4. Good enough is never enough
It’s about consistently seeking continuous improvement. “This mindset is laser focused on continuous improvement daily,” says BEHR. “It is the ability to unlearn and acquire new more relevant knowledge in light of complexity and emergent information – then disconfirm it with the scientific method and move on to application only where relevant,” says Kevin Behr chief science officer at CXO advisory and board advisory practice Assemblage Pointe, Inc.
Next up: The Technical Skills
Understanding of modern software engineering
5. “To move to a world of “infrastructure as code,” where all systems are maintained using configuration-management tools such as Puppet or Chef, including version control, unit and integration testing, agile software development, as well as continuous delivery and deployment models,” says Berkholz. “Traditional sysadmins may still live in a world of login prompts and manual edits of configuration files, so this will be perhaps the largest hurdle in terms of knowledge,” Berkholz estimates.
“The technical mindset I look for are skills which allow a team to treat servers more like cattle and less like cats,” says Andrew Storms Sr. director DevOps at CloudPassage. “To work effectively at that kind of systems mentality, DevOps engineers need programming and systems architectural skills. Whether that means Ruby or Python or whatever is needed to effectively work with orchestration tools, APIs, and automation. It’s less about needing to know a specific programing language more about understanding programing algorithms and robust systems design,” Storms says.
6. Modern software architecture
This includes cloud deployment and administration as well as distributed systems. “As we move to a cloudy world of software, ops will need to deploy, maintain, monitor, and troubleshoot production problems with this infrastructure. And yet in many cases it’s much more complex than the previous equivalent, although it brings with it significant benefits in agility and uptime if done right. Ops will need to familiarize themselves with cloud instances and services, as well as lower-level software infrastructure such as Linux distributions and databases when deployed in a cloud,” says Berkholz.
That also includes taking a step back from the trees to consistently stay aware of the forest. “Seeing the system and its boundaries rather than just the tasks and their due dates. This understanding of the interactions between the various actors in a system and [understanding] just how those interactions are making value occur is fundamental,” he says. “Without this understanding we will not know when to push harder versus be silent,” he says.
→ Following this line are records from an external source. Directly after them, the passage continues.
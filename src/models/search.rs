use serde::{Deserialize, Serialize};

/// Trip request as submitted by the client. Either the shorthand
/// origin/destination/date fields or an explicit `slices` array (multi-city)
/// may be used; the search service normalizes both into slices.
#[derive(Debug, Clone, Deserialize)]
pub struct SearchRequest {
    pub origin: Option<String>,
    pub destination: Option<String>,
    pub departure_date: Option<String>,
    pub return_date: Option<String>,
    pub slices: Option<Vec<SliceInput>>,
    pub passengers: Option<PassengerSpec>,
    pub cabin_class: Option<String>,
    pub max_connections: Option<u8>,
    pub sort: Option<String>,
    pub currency: Option<String>,
}

#[derive(Debug, Clone, Serialize, Deserialize, PartialEq, Eq)]
pub struct SliceInput {
    pub origin: String,
    pub destination: String,
    pub departure_date: String,
}

#[derive(Debug, Clone, Copy, Default, Deserialize)]
pub struct PassengerSpec {
    #[serde(default)]
    pub adults: u8,
    #[serde(default)]
    pub children: u8,
    #[serde(default)]
    pub infants: u8,
}

#[derive(Debug, Clone, Copy, PartialEq, Eq, Serialize, Deserialize)]
#[serde(rename_all = "snake_case")]
pub enum PassengerType {
    Adult,
    Child,
    InfantWithoutSeat,
}
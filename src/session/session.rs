use super::config::SessionConfig;
use super::state::SessionState;
use super::stats::SessionStats;
use crate::analyzer::{FrameAnalyzer, FrameSampler, SamplerConfig};
use crate::media::{DeviceStream, MediaBackend, MediaBlob, MediaChunk, TrackKind};
use crate::metrics::{CommunicationMetrics, MetricsPublisher, MetricsSnapshot};
use chrono::{DateTime, Utc};
use std::sync::{Arc, Mutex};
use std::time::Duration;
use tokio::sync::mpsc;
use tokio::task::JoinHandle;
use tokio::time::interval;
use tracing::{debug, error, info, warn};

/// Everything a spawned countdown task needs to drive the recording
/// transition without holding the session itself
#[derive(Clone)]
struct RecordingShared {
    state: Arc<Mutex<SessionState>>,
    stream: Arc<Mutex<Option<DeviceStream>>>,
    sampler: Arc<Mutex<Option<FrameSampler>>>,
    chunks: Arc<Mutex<Vec<MediaChunk>>>,
    chunk_task: Arc<Mutex<Option<JoinHandle<()>>>>,
    analyzer: Arc<dyn FrameAnalyzer>,
    publisher: Arc<MetricsPublisher>,
    sampler_config: SamplerConfig,
    started_at: Arc<Mutex<Option<DateTime<Utc>>>>,
    last_error: Arc<Mutex<Option<String>>>,
}

/// Outcome of a successfully stopped take
#[derive(Debug, Clone)]
pub struct TakeSummary {
    /// Finalized blob size in bytes
    pub recording_bytes: usize,
    /// Statistics captured at the moment the take finalized, before the
    /// per-take counters reset
    pub stats: SessionStats,
}

/// One interview-recording session: owns the device stream, the
/// Idle → CountingDown → Recording → Stopped state machine, the frame
/// sampler lifecycle, and the chunk buffer for the in-progress take.
///
/// The sampler runs if and only if the state is `Recording`; entering and
/// leaving that state are the only places it is started or stopped.
pub struct CaptureSession {
    config: SessionConfig,
    backend: tokio::sync::Mutex<Box<dyn MediaBackend>>,
    shared: RecordingShared,
    countdown_task: Mutex<Option<JoinHandle<()>>>,
    recordings_tx: mpsc::UnboundedSender<MediaBlob>,
    recordings_rx: Mutex<Option<mpsc::UnboundedReceiver<MediaBlob>>>,
}

impl CaptureSession {
    /// Create a session and acquire its device stream.
    ///
    /// Acquisition failure is not fatal: the session is created in `Idle`
    /// with a persistent inline error, and a later track toggle retries.
    pub async fn new(
        config: SessionConfig,
        mut backend: Box<dyn MediaBackend>,
        analyzer: Arc<dyn FrameAnalyzer>,
    ) -> Self {
        info!("Creating capture session: {}", config.session_id);

        let last_error = Arc::new(Mutex::new(None));
        let stream = match backend.acquire(config.constraints).await {
            Ok(s) => Some(s),
            Err(e) => {
                error!("media acquisition failed: {}", e);
                *last_error.lock().unwrap() = Some(
                    "Could not access camera or microphone. Please check permissions.".to_string(),
                );
                None
            }
        };

        let (recordings_tx, recordings_rx) = mpsc::unbounded_channel();

        let shared = RecordingShared {
            state: Arc::new(Mutex::new(SessionState::Idle)),
            stream: Arc::new(Mutex::new(stream)),
            sampler: Arc::new(Mutex::new(None)),
            chunks: Arc::new(Mutex::new(Vec::new())),
            chunk_task: Arc::new(Mutex::new(None)),
            analyzer,
            publisher: Arc::new(MetricsPublisher::new(config.publish_behavior_metrics)),
            sampler_config: SamplerConfig {
                interval: config.sampling_interval,
                jpeg_quality: config.jpeg_quality,
            },
            started_at: Arc::new(Mutex::new(None)),
            last_error,
        };

        Self {
            config,
            backend: tokio::sync::Mutex::new(backend),
            shared,
            countdown_task: Mutex::new(None),
            recordings_tx,
            recordings_rx: Mutex::new(Some(recordings_rx)),
        }
    }

    pub fn session_id(&self) -> &str {
        &self.config.session_id
    }

    pub fn state(&self) -> SessionState {
        *self.shared.state.lock().unwrap()
    }

    /// Whether the frame sampler is currently active
    pub fn is_sampling(&self) -> bool {
        self.shared.sampler.lock().unwrap().is_some()
    }

    pub fn last_error(&self) -> Option<String> {
        self.shared.last_error.lock().unwrap().clone()
    }

    /// Register the metrics consumer (at most one; replaces any earlier one)
    pub fn subscribe_metrics(&self) -> mpsc::UnboundedReceiver<MetricsSnapshot> {
        self.shared.publisher.subscribe()
    }

    /// Take the finalized-recording receiver. Each completed take delivers
    /// exactly one blob on it.
    pub fn take_recordings(&self) -> Option<mpsc::UnboundedReceiver<MediaBlob>> {
        self.recordings_rx.lock().unwrap().take()
    }

    /// Most recent snapshot, for status queries
    pub fn latest_metrics(&self) -> Option<MetricsSnapshot> {
        self.shared.publisher.latest()
    }

    /// Replace the forwarded communication metrics (computed elsewhere)
    pub fn set_communication(&self, metrics: CommunicationMetrics) {
        self.shared.publisher.set_communication(metrics);
    }

    /// Begin the countdown toward recording.
    ///
    /// Valid only from `Idle`; any other state makes this a no-op, so a
    /// double-tapped start button cannot produce two countdowns.
    pub fn request_start(&self) {
        {
            let mut state = self.shared.state.lock().unwrap();
            if *state != SessionState::Idle {
                debug!("start request ignored in state {:?}", *state);
                return;
            }
            if self.shared.stream.lock().unwrap().is_none() {
                warn!("start requested with no media stream");
                *self.shared.last_error.lock().unwrap() =
                    Some("No camera or microphone stream; check permissions.".to_string());
                return;
            }
            *state = SessionState::CountingDown(self.config.countdown_secs);
        }

        info!(
            "countdown started ({}s): {}",
            self.config.countdown_secs, self.config.session_id
        );

        let handle = spawn_countdown(self.shared.clone());
        *self.countdown_task.lock().unwrap() = Some(handle);
    }

    /// Stop the in-progress recording, finalize the chunk buffer into one
    /// immutable blob, and deliver it to the consumer.
    ///
    /// Valid only from `Recording`; otherwise a no-op returning `None`.
    /// Returns a summary describing the completed take.
    pub async fn request_stop(&self) -> Option<TakeSummary> {
        {
            let mut state = self.shared.state.lock().unwrap();
            if *state != SessionState::Recording {
                debug!("stop request ignored in state {:?}", *state);
                return None;
            }
            *state = SessionState::Stopped;
        }

        // Sampling must never outlive the Recording state
        if let Some(sampler) = self.shared.sampler.lock().unwrap().take() {
            sampler.stop();
        }

        if let Some(stream) = self.shared.stream.lock().unwrap().as_ref() {
            stream.stop_recorder();
        }

        // Drain the chunk task; its channel closed when the recorder stopped
        let task = self.shared.chunk_task.lock().unwrap().take();
        if let Some(task) = task {
            if let Err(e) = task.await {
                error!("chunk capture task panicked: {}", e);
            }
        }

        let chunks = std::mem::take(&mut *self.shared.chunks.lock().unwrap());
        let mime_type = self
            .shared
            .stream
            .lock()
            .unwrap()
            .as_ref()
            .map(|s| s.mime_type().to_string())
            .unwrap_or_else(|| "video/webm".to_string());

        let mut data = Vec::new();
        for chunk in &chunks {
            data.extend_from_slice(&chunk.data);
        }
        let blob = MediaBlob { mime_type, data };
        let bytes = blob.len();

        info!(
            "recording stopped: {} ({} chunks, {} bytes)",
            self.config.session_id,
            chunks.len(),
            bytes
        );

        // Snapshot the take's stats before the per-take counters reset
        let started_at = *self.shared.started_at.lock().unwrap();
        let stats = SessionStats {
            session_id: self.config.session_id.clone(),
            state: SessionState::Idle,
            started_at,
            duration_secs: started_at
                .map(|t| Utc::now().signed_duration_since(t).num_milliseconds() as f64 / 1000.0)
                .unwrap_or(0.0),
            chunks_buffered: chunks.len(),
            snapshots_published: self.shared.publisher.published_count(),
            last_error: self.last_error(),
        };

        // Deliver the finalized take exactly once, then return to Idle
        let _ = self.recordings_tx.send(blob);
        *self.shared.started_at.lock().unwrap() = None;
        *self.shared.state.lock().unwrap() = SessionState::Idle;

        Some(TakeSummary {
            recording_bytes: bytes,
            stats,
        })
    }

    /// Toggle the camera track. Never re-acquires while recording; if an
    /// earlier acquisition failed and the session is idle, this retries it.
    pub async fn set_video_enabled(&self, enabled: bool) {
        self.toggle_track(TrackKind::Video, enabled).await;
    }

    /// Toggle the microphone track (same re-acquisition rules as video)
    pub async fn set_audio_enabled(&self, enabled: bool) {
        self.toggle_track(TrackKind::Audio, enabled).await;
    }

    async fn toggle_track(&self, kind: TrackKind, enabled: bool) {
        let needs_acquire = {
            let state = *self.shared.state.lock().unwrap();
            state == SessionState::Idle && self.shared.stream.lock().unwrap().is_none()
        };
        if needs_acquire {
            self.reacquire().await;
        }

        if let Some(stream) = self.shared.stream.lock().unwrap().as_ref() {
            match kind {
                TrackKind::Video => stream.set_video_enabled(enabled),
                TrackKind::Audio => stream.set_audio_enabled(enabled),
            }
        }
    }

    /// Retry acquisition after an earlier failure. Only reachable while
    /// `Idle`; a live recording never has its stream torn down underneath it.
    async fn reacquire(&self) {
        let mut backend = self.backend.lock().await;
        match backend.acquire(self.config.constraints).await {
            Ok(stream) => {
                *self.shared.stream.lock().unwrap() = Some(stream);
                *self.shared.last_error.lock().unwrap() = None;
                info!("media stream reacquired: {}", self.config.session_id);
            }
            Err(e) => {
                error!("media reacquisition failed: {}", e);
                *self.shared.last_error.lock().unwrap() = Some(
                    "Could not access camera or microphone. Please check permissions.".to_string(),
                );
            }
        }
    }

    /// Current session statistics
    pub fn stats(&self) -> SessionStats {
        let started_at = *self.shared.started_at.lock().unwrap();
        SessionStats {
            session_id: self.config.session_id.clone(),
            state: self.state(),
            started_at,
            duration_secs: started_at
                .map(|t| Utc::now().signed_duration_since(t).num_milliseconds() as f64 / 1000.0)
                .unwrap_or(0.0),
            chunks_buffered: self.shared.chunks.lock().unwrap().len(),
            snapshots_published: self.shared.publisher.published_count(),
            last_error: self.last_error(),
        }
    }

    /// Number of live device tracks (0 once released)
    pub fn live_track_count(&self) -> usize {
        self.shared
            .stream
            .lock()
            .unwrap()
            .as_ref()
            .map(|s| s.live_track_count())
            .unwrap_or(0)
    }

    /// Tear the session down: abort timers and sampling, stop every device
    /// track. Runs on drop as well, so no exit path leaves a camera live.
    pub fn release(&self) {
        if let Some(task) = self.countdown_task.lock().unwrap().take() {
            task.abort();
        }
        if let Some(sampler) = self.shared.sampler.lock().unwrap().take() {
            sampler.stop();
        }
        if let Some(task) = self.shared.chunk_task.lock().unwrap().take() {
            task.abort();
        }
        if let Some(stream) = self.shared.stream.lock().unwrap().take() {
            stream.release();
        }
        *self.shared.state.lock().unwrap() = SessionState::Idle;
    }
}

impl Drop for CaptureSession {
    fn drop(&mut self) {
        self.release();
    }
}

/// Tick the countdown once per second; on reaching zero, flip to
/// `Recording` and bring up the recorder and sampler together.
fn spawn_countdown(shared: RecordingShared) -> JoinHandle<()> {
    tokio::spawn(async move {
        let mut ticker = interval(Duration::from_secs(1));
        // interval's first tick completes immediately
        ticker.tick().await;

        loop {
            ticker.tick().await;

            let entered = {
                let mut state = shared.state.lock().unwrap();
                match *state {
                    SessionState::CountingDown(n) if n > 1 => {
                        *state = SessionState::CountingDown(n - 1);
                        debug!("countdown: {}", n - 1);
                        false
                    }
                    SessionState::CountingDown(_) => {
                        *state = SessionState::Recording;
                        true
                    }
                    // Session was torn down mid-countdown
                    _ => return,
                }
            };

            if entered {
                enter_recording(&shared);
                return;
            }
        }
    })
}

fn enter_recording(shared: &RecordingShared) {
    *shared.started_at.lock().unwrap() = Some(Utc::now());
    info!("recording started");

    let stream_guard = shared.stream.lock().unwrap();

    match stream_guard.as_ref() {
        Some(stream) => match stream.start_recorder() {
            Ok(mut chunk_rx) => {
                let chunks = Arc::clone(&shared.chunks);
                let handle = tokio::spawn(async move {
                    while let Some(chunk) = chunk_rx.recv().await {
                        chunks.lock().unwrap().push(chunk);
                    }
                });
                *shared.chunk_task.lock().unwrap() = Some(handle);
            }
            Err(e) => {
                // Known gap: the logical state stays Recording while the
                // underlying capture may be inconsistent
                error!("could not start recorder: {}", e);
                *shared.last_error.lock().unwrap() =
                    Some(format!("Could not start recording: {}", e));
            }
        },
        None => {
            *shared.last_error.lock().unwrap() = Some("No media stream available.".to_string());
        }
    }

    let frames = stream_guard.as_ref().map(|s| s.frames());
    drop(stream_guard);

    if let Some(frames) = frames {
        let sampler = FrameSampler::spawn(
            shared.sampler_config.clone(),
            frames,
            Arc::clone(&shared.analyzer),
            Arc::clone(&shared.publisher),
        );
        *shared.sampler.lock().unwrap() = Some(sampler);
    }
}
7. Understanding that security incident response are continuous efforts
Security and safety in the new DevOps environment needs to embrace new ways of addressing security and QA. “This requires continually emergent solutions rather than using ‘tried and true best practices.’ The effective team will evolve through relentless self evaluation, study, and application of more relevant and effective methods to work in complex infrastructure environments,” says Behr.
That’s all great advice, and certainly not all inclusive of the ideal skillsets. We also found it interesting that CA Technologies’ survey of 1,300 senior IT decision makers echoed the need for broader business and so-called soft communication skills when it came to DevOps success.
These included: knowledge of business priorities/strategies/metrics (47%), knowledge of current business processes (42%), communication skills (36%), and project management and people skills both scoring 30%. In fact, experience with specific tools was dead last in the survey at 12%.